### TASK DIRECTIONS:
Whenever a line of the records below contains the word "into", copy that line.
---------- GIVEN INFORMATION ----------
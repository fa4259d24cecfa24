//! # Key/Value Storage Backends
//!
//! A [`StorageBackend`] holds one JSON document per string key. The repos
//! sit on top and never touch the filesystem directly, so tests run against
//! [`MemoryBackend`] and the CLI against [`FileBackend`].

use std::collections::HashMap;
use std::fs;
use std::path::{Path, PathBuf};

use parking_lot::Mutex;

use crate::error::StoreError;

/// One JSON document per key.
pub trait StorageBackend: Send + Sync {
    /// Read the document at `key`, if present.
    fn get(&self, key: &str) -> Result<Option<String>, StoreError>;

    /// Write the document at `key`, replacing any existing value.
    fn put(&self, key: &str, value: &str) -> Result<(), StoreError>;
}

/// Volatile backend for tests and one-shot runs.
#[derive(Debug, Default)]
pub struct MemoryBackend {
    entries: Mutex<HashMap<String, String>>,
}

impl MemoryBackend {
    /// An empty in-memory backend.
    pub fn new() -> Self {
        Self::default()
    }
}

impl StorageBackend for MemoryBackend {
    fn get(&self, key: &str) -> Result<Option<String>, StoreError> {
        Ok(self.entries.lock().get(key).cloned())
    }

    fn put(&self, key: &str, value: &str) -> Result<(), StoreError> {
        self.entries.lock().insert(key.to_string(), value.to_string());
        Ok(())
    }
}

/// Directory-backed storage, one `.json` file per key.
///
/// Keys may contain `:` (the collection keys do); it maps to `_` in the
/// filename. Writes go through a temp file and rename so a crash cannot
/// leave a half-written collection.
#[derive(Debug, Clone)]
pub struct FileBackend {
    dir: PathBuf,
}

impl FileBackend {
    /// Open a backend rooted at `dir`, creating the directory if needed.
    pub fn open(dir: impl AsRef<Path>) -> Result<Self, StoreError> {
        let dir = dir.as_ref().to_path_buf();
        fs::create_dir_all(&dir)?;
        Ok(Self { dir })
    }

    fn path_for(&self, key: &str) -> PathBuf {
        self.dir.join(format!("{}.json", key.replace(':', "_")))
    }
}

impl StorageBackend for FileBackend {
    fn get(&self, key: &str) -> Result<Option<String>, StoreError> {
        match fs::read_to_string(self.path_for(key)) {
            Ok(contents) => Ok(Some(contents)),
            Err(e) if e.kind() == std::io::ErrorKind::NotFound => Ok(None),
            Err(e) => Err(e.into()),
        }
    }

    fn put(&self, key: &str, value: &str) -> Result<(), StoreError> {
        let path = self.path_for(key);
        let tmp = path.with_extension("json.tmp");
        fs::write(&tmp, value)?;
        fs::rename(&tmp, &path)?;
        Ok(())
    }
}
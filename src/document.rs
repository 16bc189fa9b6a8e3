//! A minimal host document for custom elements
//!
//! The [`Document`] owns element instances created from its registry, tracks
//! which of them are attached, parents their event delegates to its own so
//! bubbling events reach document listeners, and runs the timers elements
//! schedule against its clock.

use std::collections::{HashMap, HashSet};
use std::sync::Arc;

use crate::component::{Context, ContextProvider, CustomElement, NodeId};
use crate::config::ButtonConfig;
use crate::events::{Event, EventDelegate, EventPropagation, ListenerId, PointerEvent};
use crate::kit::components::button::CustomButton;
use crate::layout::Rect;
use crate::registry::ElementRegistry;
use crate::scheduler::{Clock, SystemClock, TimerQueue};
use crate::Error;

/// Where an event listener is attached
#[derive(Debug, Clone, Copy, PartialEq, Eq)]
pub enum EventTarget {
    /// The document itself; receives bubbling events from attached elements
    Document,
    /// A single element
    Element(NodeId),
}

/// Host document driving custom elements
pub struct Document {
    registry: ElementRegistry,
    elements: HashMap<NodeId, Box<dyn CustomElement>>,
    connected: HashSet<NodeId>,
    delegate: Arc<EventDelegate>,
    timers: TimerQueue,
    clock: Arc<dyn Clock>,
    context_provider: ContextProvider,
}

impl std::fmt::Debug for Document {
    fn fmt(&self, f: &mut std::fmt::Formatter<'_>) -> std::fmt::Result {
        f.debug_struct("Document")
            .field("registry", &self.registry)
            .field("elements", &self.elements.len())
            .field("connected", &self.connected.len())
            .field("pending_timers", &self.timers.pending())
            .finish()
    }
}

impl Default for Document {
    fn default() -> Self {
        Self::new()
    }
}

impl Document {
    /// Create a document on the system clock
    pub fn new() -> Self {
        Self::with_clock(Arc::new(SystemClock))
    }

    /// Create a document whose timers run against `clock`
    pub fn with_clock(clock: Arc<dyn Clock>) -> Self {
        Self {
            registry: ElementRegistry::new(),
            elements: HashMap::new(),
            connected: HashSet::new(),
            delegate: Arc::new(EventDelegate::new(None)),
            timers: TimerQueue::new(),
            clock,
            context_provider: ContextProvider::new(),
        }
    }

    pub fn registry(&self) -> &ElementRegistry {
        &self.registry
    }

    pub fn registry_mut(&mut self) -> &mut ElementRegistry {
        &mut self.registry
    }

    /// Values provided here are visible to every element created afterwards
    pub fn context_provider(&self) -> &ContextProvider {
        &self.context_provider
    }

    /// Define the button widget under `config.tag_name`
    pub fn define_custom_button(&mut self, config: ButtonConfig) -> Result<(), Error> {
        let tag_name = config.tag_name.clone();
        self.registry
            .define(&tag_name, CustomButton::factory(config))?;
        Ok(())
    }

    /// Create a detached element from its definition
    pub fn create_element(&mut self, tag: &str) -> Result<NodeId, Error> {
        let context = Context::with_host(
            self.timers.clone(),
            Arc::clone(&self.clock),
            self.context_provider.clone(),
        );
        let element = self.registry.create(tag, context)?;
        let id = element.id();
        self.elements.insert(id, element);
        log::trace!("created <{tag}> as element {id}");
        Ok(id)
    }

    /// Attach an element; attaching an attached element does nothing
    pub fn append_child(&mut self, id: NodeId) -> Result<(), Error> {
        if self.connected.contains(&id) {
            return Ok(());
        }
        let element = self.elements.get_mut(&id).ok_or(Error::UnknownElement(id))?;
        element
            .event_delegate()
            .set_parent(Some(Arc::clone(&self.delegate)));
        element.connected()?;
        self.connected.insert(id);
        Ok(())
    }

    /// Detach an element; it keeps its attributes and can be attached again
    pub fn remove_child(&mut self, id: NodeId) -> Result<(), Error> {
        if !self.connected.contains(&id) {
            return Ok(());
        }
        let element = self.elements.get_mut(&id).ok_or(Error::UnknownElement(id))?;
        element.disconnected()?;
        element.event_delegate().set_parent(None);
        self.connected.remove(&id);
        Ok(())
    }

    pub fn is_connected(&self, id: NodeId) -> bool {
        self.connected.contains(&id)
    }

    /// Drop an element entirely, detaching it first
    pub fn destroy(&mut self, id: NodeId) -> Result<(), Error> {
        self.remove_child(id)?;
        self.elements
            .remove(&id)
            .map(|_| ())
            .ok_or(Error::UnknownElement(id))
    }

    pub fn element(&self, id: NodeId) -> Option<&dyn CustomElement> {
        self.elements.get(&id).map(|element| element.as_ref())
    }

    pub fn element_mut(&mut self, id: NodeId) -> Option<&mut (dyn CustomElement + 'static)> {
        self.elements.get_mut(&id).map(|element| element.as_mut())
    }

    /// Borrow an element as its concrete type
    pub fn downcast<T: CustomElement>(&self, id: NodeId) -> Option<&T> {
        self.element(id)?.as_any().downcast_ref::<T>()
    }

    pub fn downcast_mut<T: CustomElement>(&mut self, id: NodeId) -> Option<&mut T> {
        self.element_mut(id)?.as_any_mut().downcast_mut::<T>()
    }

    fn require_mut(&mut self, id: NodeId) -> Result<&mut (dyn CustomElement + 'static), Error> {
        self.element_mut(id).ok_or(Error::UnknownElement(id))
    }

    pub fn set_attribute(&mut self, id: NodeId, name: &str, value: &str) -> Result<(), Error> {
        self.require_mut(id)?.set_attribute(name, value);
        Ok(())
    }

    pub fn remove_attribute(&mut self, id: NodeId, name: &str) -> Result<(), Error> {
        self.require_mut(id)?.remove_attribute(name);
        Ok(())
    }

    pub fn get_attribute(&self, id: NodeId, name: &str) -> Option<&str> {
        self.element(id)?.get_attribute(name)
    }

    /// Record layout bounds for an element
    pub fn set_bounds(&mut self, id: NodeId, bounds: Rect) -> Result<(), Error> {
        self.require_mut(id)?.set_bounds(bounds);
        Ok(())
    }

    /// Activate an element with a primary pointer at viewport position (x, y)
    pub fn click(&mut self, id: NodeId, x: f32, y: f32) -> Result<EventPropagation, Error> {
        let propagation = self.require_mut(id)?.dispatch_pointer(&PointerEvent::click(x, y))?;
        Ok(propagation)
    }

    /// Listen for events of `event_type` carrying payload type `E`
    pub fn add_event_listener<E: Event>(
        &self,
        target: EventTarget,
        event_type: &str,
        handler: impl Fn(&E, &mut EventPropagation) + Send + Sync + 'static,
    ) -> Result<ListenerId, Error> {
        let delegate = self.target_delegate(target)?;
        Ok(delegate.on::<E>(event_type, handler))
    }

    /// Remove a listener; returns `false` if it was not registered on `target`
    pub fn remove_event_listener(&self, target: EventTarget, listener: ListenerId) -> Result<bool, Error> {
        Ok(self.target_delegate(target)?.off(listener))
    }

    fn target_delegate(&self, target: EventTarget) -> Result<&Arc<EventDelegate>, Error> {
        match target {
            EventTarget::Document => Ok(&self.delegate),
            EventTarget::Element(id) => self
                .element(id)
                .map(|element| element.event_delegate())
                .ok_or(Error::UnknownElement(id)),
        }
    }

    /// Current time on the document clock
    pub fn now_ms(&self) -> u64 {
        self.clock.now_ms()
    }

    pub fn pending_timers(&self) -> usize {
        self.timers.pending()
    }

    /// Run every timer that is due; returns how many ran
    ///
    /// Timers whose element no longer exists are dropped.
    pub fn run_due_timers(&mut self) -> Result<usize, Error> {
        let due = self.timers.take_due(self.clock.now_ms())?;
        let count = due.len();
        for (timer, task) in due {
            match self.elements.get_mut(&task.widget()) {
                Some(element) => element.run_timer(&task),
                None => log::trace!("dropping timer {timer:?} for missing element {}", task.widget()),
            }
        }
        Ok(count)
    }

    /// Render an element as declarative shadow DOM markup
    pub fn render_html(&self, id: NodeId) -> Result<String, Error> {
        self.element(id)
            .map(|element| element.to_html())
            .ok_or(Error::UnknownElement(id))
    }
}
// OrbitKit component module organization

// Input components
pub mod button;

// Re-export commonly used components
pub use button::CustomButton;
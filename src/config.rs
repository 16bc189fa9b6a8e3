//! Widget configuration

use serde::{Deserialize, Serialize};

use crate::kit::components::button::AttributePolicy;
use crate::kit::theme::Theme;

/// Default tag the button is registered under
pub const DEFAULT_TAG_NAME: &str = "custom-button";

/// Default lifetime of a ripple in milliseconds
pub const DEFAULT_RIPPLE_DURATION_MS: u64 = 600;

/// Configuration for the button widget
///
/// Every field is optional in serialized form; missing fields take their
/// defaults.
#[derive(Debug, Clone, PartialEq, Serialize, Deserialize)]
#[serde(default)]
pub struct ButtonConfig {
    /// Custom element name the widget is defined under
    pub tag_name: String,
    /// How long a ripple stays in the tree after activation
    pub ripple_duration_ms: u64,
    /// Treatment of unrecognised `variant` / `size` values
    pub attribute_policy: AttributePolicy,
    /// Colours and shape tokens for the encapsulated stylesheet
    pub theme: Theme,
}

impl Default for ButtonConfig {
    fn default() -> Self {
        Self {
            tag_name: DEFAULT_TAG_NAME.to_string(),
            ripple_duration_ms: DEFAULT_RIPPLE_DURATION_MS,
            attribute_policy: AttributePolicy::default(),
            theme: Theme::default(),
        }
    }
}

impl ButtonConfig {
    /// Load configuration from JSON
    pub fn from_json(json: &str) -> Result<Self, crate::Error> {
        Ok(serde_json::from_str(json)?)
    }
}

#[cfg(test)]
mod tests {
    use super::*;

    #[test]
    fn test_empty_object_is_default() {
        assert_eq!(ButtonConfig::from_json("{}").unwrap(), ButtonConfig::default());
    }

    #[test]
    fn test_partial_config() {
        let config = ButtonConfig::from_json(
            r##"{
                "ripple_duration_ms": 250,
                "attribute_policy": "fallback",
                "theme": { "danger_color": "#ff0000" }
            }"##,
        )
        .unwrap();
        assert_eq!(config.tag_name, DEFAULT_TAG_NAME);
        assert_eq!(config.ripple_duration_ms, 250);
        assert_eq!(config.attribute_policy, AttributePolicy::Fallback);
        assert_eq!(config.theme.danger_color, "#ff0000");
        assert_eq!(config.theme.primary_color, Theme::default().primary_color);
    }

    #[test]
    fn test_invalid_json_is_a_config_error() {
        assert!(matches!(
            ButtonConfig::from_json("{ \"ripple_duration_ms\": \"soon\" }"),
            Err(crate::Error::Config(_))
        ));
    }
}
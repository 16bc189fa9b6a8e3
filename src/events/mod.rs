//! Event system for the widget
//!
//! The event system provides:
//! - An object-safe [`Event`] trait with downcasting support
//! - Pointer events routed by the host into a widget
//! - Custom events carrying a typed detail payload
//! - Event delegation with capturing, target and bubbling phases

pub mod delegation;
pub mod event;

pub use delegation::*;
pub use event::{CustomEvent, Event, PointerEvent, CLICK};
----------
### RESULT OF THE EXERCISE:
            Err(e) => Err(e.into()),
//! - Pointer events routed by the host into a widget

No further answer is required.